Abstract C67: JFCR39 COMPARE system can predict molecular targets of phophatidylinositol 3-kinase inhibitors with high resolution

Abstract

Abstract JFCR39 COMPARE system is an anticancer drug-activity database that we established by exploiting a panel of 39 human cancer cell lines. Molecular target of an agent can be predicted by comparing its cell growth inhibition profiles (fingerprint) with those of anticancer drugs using the COMPARE program. As accumulating evidences suggest close involvement of phosphatidylinositol 3-kinase (PI3K) in various diseases, particularly in cancer, researchers in both industry and academics are in a race to develop PI3K inhibitors.
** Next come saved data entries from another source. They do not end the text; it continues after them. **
pub struct TableView {
    pub core: ViewCore,
    columns: Vec<ColumnDef>,
    table_state: TableState,
    active_col: usize,
    filter_input: Input,
    panel: ColumnSettingsPanel,
}

impl TableView {
    pub fn new(mut core: ViewCore, columns: Vec<ColumnDef>) -> Self {
        core.set_export_columns(columns.iter().map(ColumnDef::to_export).collect());
        let mut table_state = TableState::default();
        table_state.select(Some(0));
        Self {
            core,
            columns,
            table_state,
            active_col: 0,
            filter_input: Input::default(),
            panel: ColumnSettingsPanel::new(),
        }
    }

    fn visible_columns(&self) -> Vec<ColumnDef> {
        let order = self.core.state.column_order();
        ordered_ids(&self.columns, &order)
            .into_iter()
            .filter(|id| self.core.state.is_column_visible(id))
            .filter_map(|id| self.columns.iter().find(|c| c.id == id).cloned())
            .collect()
    }

    pub fn render(&mut self, f: &mut Frame, area: Rect) {
        let snapshot = self.core.adapter.snapshot();
        if let Some(error) = ViewCore::blocking_error(snapshot) {
            self.core.render_error(f, area, &error);
            return;
        }
        if snapshot.is_loading && snapshot.items().is_empty() {
            self.render_skeleton(f, area);
            return;
        }

        let items: Vec<Value> = self.core.adapter.items().to_vec();
        let total = snapshot
            .page_info()
            .map(|info| info.total_items)
            .unwrap_or(items.len() as u64);
        let visible = self.visible_columns();
        let sort = self.core.state.sort();
        let filters = self.core.state.column_filters();

        let mut header_cells = vec![Cell::from(" ")];
        if self.core.show_row_numbers {
            header_cells.push(Cell::from("#").style(Style::default().fg(Color::DarkGray)));
        }
        for (idx, column) in visible.iter().enumerate() {
            let mut text = column.header.clone();
            if let Some((field, order)) = &sort {
                if field == &column.id {
                    text.push(' ');
                    text.push_str(order.arrow());
                }
            }
            if filters.iter().any(|flt| flt.id == column.id) {
                text.push_str(" *");
            }
            let style = if idx == self.active_col {
                Style::default().fg(Color::Cyan).add_modifier(Modifier::BOLD)
            } else {
                Style::default().fg(Color::Yellow)
            };
            header_cells.push(Cell::from(text).style(style));
        }
        let header = Row::new(header_cells).height(1).bottom_margin(1);

        let page = self.core.state.page();
        let page_size = self.core.state.page_size();
        let rows: Vec<Row> = items
            .iter()
            .enumerate()
            .map(|(idx, item)| {
                let marker = if self.core.selection.is_selected_item(item) {
                    Cell::from("✓").style(Style::default().fg(Color::Green))
                } else {
                    Cell::from(" ")
                };
                let mut cells = vec![marker];
                if self.core.show_row_numbers {
                    let number = (page as u64 - 1) * page_size as u64 + idx as u64 + 1;
                    cells.push(
                        Cell::from(number.to_string())
                            .style(Style::default().fg(Color::DarkGray)),
                    );
                }
                for column in &visible {
                    cells.push(Cell::from(self.cell_text(item, column)));
                }
                Row::new(cells).height(1)
            })
            .collect();

        let mut widths = vec![Constraint::Length(2)];
        if self.core.show_row_numbers {
            widths.push(Constraint::Length(5));
        }
        for column in &visible {
            let width = self
                .core
                .state
                .column_width(&column.id)
                .unwrap_or(column.width);
            widths.push(Constraint::Length(width.max(MIN_COL_WIDTH)));
        }

        self.clamp_cursor(items.len());
        let table = Table::new(rows, widths)
            .header(header)
            .block(
                Block::default()
                    .borders(Borders::ALL)
                    .title(format!("{} ({} items)", self.core.name(), total)),
            )
            .row_highlight_style(Style::default().bg(Color::DarkGray))
            .highlight_symbol("► ");
        f.render_stateful_widget(table, area, &mut self.table_state);

        self.render_filter_editor(f, &visible);
        self.panel.render(f, &self.columns, &self.core.state);
    }

    fn cell_text(&self, item: &Value, column: &ColumnDef) -> String {
        if column.derived.is_some() {
            return stringify(Some(&resolve_cell(item, &column.to_export())));
        }
        match resolve_path(item, &column.id) {
            Some(Value::String(s)) => match DateTime::parse_from_rfc3339(s) {
                Ok(ts) => ts.format(&self.core.date_format).to_string(),
                Err(_) => s.clone(),
            },
            value => stringify(value),
        }
    }

    fn render_filter_editor(&self, f: &mut Frame, visible: &[ColumnDef]) {
        if self.core.focus != Focus::Filter {
            return;
        }
        let Some(column) = visible.get(self.active_col) else {
            return;
        };
        let area = centered_rect(40, 20, f.area());
        f.render_widget(Clear, area);
        let editor = Paragraph::new(self.filter_input.value())
            .style(Style::default().fg(Color::Cyan))
            .block(
                Block::default()
                    .borders(Borders::ALL)
                    .title(format!("Filter {} (blank clears)", column.header)),
            );
        f.render_widget(editor, area);
        f.set_cursor_position((
            area.x + self.filter_input.cursor() as u16 + 1,
            area.y + 1,
        ));
    }

    fn render_skeleton(&self, f: &mut Frame, area: Rect) {
        let width = area.width.saturating_sub(2).clamp(3, 24) as usize;
        let rows = self.core.state.page_size().min(12);
        let mut lines = vec![String::new()];
        for _ in 0..rows {
            lines.push("░".repeat(width));
        }
        let body = Paragraph::new(lines.join("\n"))
            .style(Style::default().fg(Color::DarkGray))
            .block(
                Block::default()
                    .borders(Borders::ALL)
                    .title(format!("{} (loading)", self.core.name())),
            );
        f.render_widget(body, area);
    }

    /// Returns `Ok(true)` to quit.
    pub fn handle_key(&mut self, key: KeyEvent) -> anyhow::Result<bool> {
        if self.panel.is_open() {
            self.panel.handle_key(key, &self.columns, &self.core.state);
            if !self.panel.is_open() {
                self.core.focus = Focus::Rows;
            }
            return Ok(false);
        }
        if self.core.focus == Focus::Filter {
            self.handle_filter_key(key);
            return Ok(false);
        }
        if self.core.handle_focus_key(key) {
            return Ok(false);
        }

        let items: Vec<Value> = self.core.adapter.items().to_vec();
        let visible = self.visible_columns();
        match key.code {
            KeyCode::Char('q') => return Ok(true),
            KeyCode::Char('c') if key.modifiers.contains(KeyModifiers::CONTROL) => {
                return Ok(true);
            }
            KeyCode::Esc => self.core.set_status(""),
            KeyCode::Down | KeyCode::Char('j') => self.move_cursor(1, items.len()),
            KeyCode::Up | KeyCode::Char('k') => self.move_cursor(-1, items.len()),
            KeyCode::Char('g') => self.table_state.select(Some(0)),
            KeyCode::Char('G') => {
                self.table_state
                    .select(Some(items.len().saturating_sub(1)));
            }
            KeyCode::Left | KeyCode::Char('h') => {
                self.active_col = self.active_col.saturating_sub(1);
            }
            KeyCode::Right | KeyCode::Char('l') => {
                if self.active_col + 1 < visible.len() {
                    self.active_col += 1;
                }
            }
            KeyCode::Char(' ') => {
                if let Some(item) = items.get(self.cursor()) {
                    self.core.selection.toggle_item(item);
                }
            }
            KeyCode::Char('s') => {
                if let Some(column) = visible.get(self.active_col) {
                    if column.sortable {
                        self.core.state.toggle_sort(&column.id);
                    } else {
                        self.core
                            .set_status(format!("{} is not sortable", column.header));
                    }
                }
            }
            KeyCode::Char('S') => self.core.state.clear_sort(),
            KeyCode::Char('<') => self.resize_active(-2, &visible),
            KeyCode::Char('>') => self.resize_active(2, &visible),
            KeyCode::Char('=') => self.core.state.reset_column_sizing(),
            KeyCode::Char('[') => self.move_active_column(-1, &visible),
            KeyCode::Char(']') => self.move_active_column(1, &visible),
            KeyCode::Char('H') => {
                if visible.len() > 1 {
                    if let Some(column) = visible.get(self.active_col) {
                        self.core.state.set_column_hidden(&column.id, true);
                        self.active_col = self.active_col.min(visible.len() - 2);
                    }
                }
            }
            KeyCode::Char('f') => self.open_filter(&visible),
            KeyCode::Char('F') => {
                self.core.state.clear_column_filters();
                self.core.set_status("Column filters cleared");
            }
            KeyCode::Char('C') => {
                self.panel.open();
                self.core.focus = Focus::Columns;
            }
            _ => {
                self.core.handle_shared_key(key, &items);
            }
        }
        Ok(false)
    }

    fn open_filter(&mut self, visible: &[ColumnDef]) {
        let Some(column) = visible.get(self.active_col) else {
            return;
        };
        let seed = match self.core.state.column_filter(&column.id) {
            Some(Value::String(s)) => s,
            Some(other) => other.to_string(),
            None => String::new(),
        };
        self.filter_input = Input::new(seed.clone()).with_cursor(seed.len());
        self.core.focus = Focus::Filter;
    }

    fn handle_filter_key(&mut self, key: KeyEvent) {
        match key.code {
            KeyCode::Esc => self.core.focus = Focus::Rows,
            KeyCode::Enter => {
                let visible = self.visible_columns();
                if let Some(column) = visible.get(self.active_col) {
                    let raw = self.filter_input.value().trim().to_string();
                    let value = if raw.is_empty() {
                        None
                    } else {
                        // bare text filters as a string, numbers and bools
                        // as themselves
                        Some(
                            serde_json::from_str::<Value>(&raw)
                                .unwrap_or_else(|_| Value::String(raw)),
                        )
                    };
                    self.core.state.set_column_filter(&column.id, value);
                }
                self.core.focus = Focus::Rows;
            }
            _ => {
                self.filter_input.handle_event(&Event::Key(key));
            }
        }
    }

    fn resize_active(&mut self, delta: i32, visible: &[ColumnDef]) {
        let Some(column) = visible.get(self.active_col) else {
            return;
        };
        let current = self
            .core
            .state
            .column_width(&column.id)
            .unwrap_or(column.width);
        let next = (current as i32 + delta).clamp(MIN_COL_WIDTH as i32, 80) as u16;
        self.core.state.set_column_width(&column.id, next);
    }

    /// Swap the active column with its neighbor in the full ordered id
    /// list, so hidden columns keep their place.
    fn move_active_column(&mut self, delta: i32, visible: &[ColumnDef]) {
        let Some(column) = visible.get(self.active_col) else {
            return;
        };
        let mut ids = ordered_ids(&self.columns, &self.core.state.column_order());
        let Some(pos) = ids.iter().position(|id| id == &column.id) else {
            return;
        };
        let target = pos as i32 + delta;
        if target < 0 || target as usize >= ids.len() {
            return;
        }
        ids.swap(pos, target as usize);
        self.core.state.set_column_order(ids);
        let moved = (self.active_col as i32 + delta).clamp(0, visible.len() as i32 - 1);
        self.active_col = moved as usize;
    }

    fn cursor(&self) -> usize {
        self.table_state.selected().unwrap_or(0)
    }

    fn move_cursor(&mut self, delta: i32, len: usize) {
        if len == 0 {
            return;
        }
        let next = (self.cursor() as i32 + delta).clamp(0, len as i32 - 1);
        self.table_state.select(Some(next as usize));
    }

    fn clamp_cursor(&mut self, len: usize) {
        if len == 0 {
            self.table_state.select(Some(0));
        } else if self.cursor() >= len {
            self.table_state.select(Some(len - 1));
        }
    }
}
Consequently, novel PI3K inhibitors such as ZSTK474, GDC-0941, NVP-BEZ235 and PI-103 have been developed in recent years. Even though all these inhibitors were reported to inhibit class I PI3K but not dozens of protein kinases, whether they have different molecular targets remained unknown. To predict such molecular target specificity, we have examined the fingerprints of these novel PI3K inhibitors and classical PI3K inhibitor LY294002 across JFCR39 panel, and analyzed the results using the COMARE system. Interestingly, we found highly similar fingerprints for ZSTK474 and GDC-0941 and cluster analysis distinguished them from the other three PI3K inhibitors, suggesting that ZSTK474 shared more in molecular targets with GDC-0941 than with any other PI3K inhibitors. To test this prediction, we determined their effects on PI3K superfamily (including classes I, II, and III PI3Ks, PI4K and PI3K-related kinases) by using several novel non-radioactive biochemical assays. As a result, ZSTK474 and GDC-0941 indicated highly similar inhibition profiles for PI3K superfamily, with class I PI3K inhibitory specificity much higher than the other three inhibitors, which supported the hypothesis derived from JFCR39 COMPARE result. In conclusion, JFCR39 system is able to provide valuable information regarding molecular target specificity, suggesting its utility in target identification with high resolution. Citation Information: Mol Cancer Ther 2009;8(12 Suppl):C67.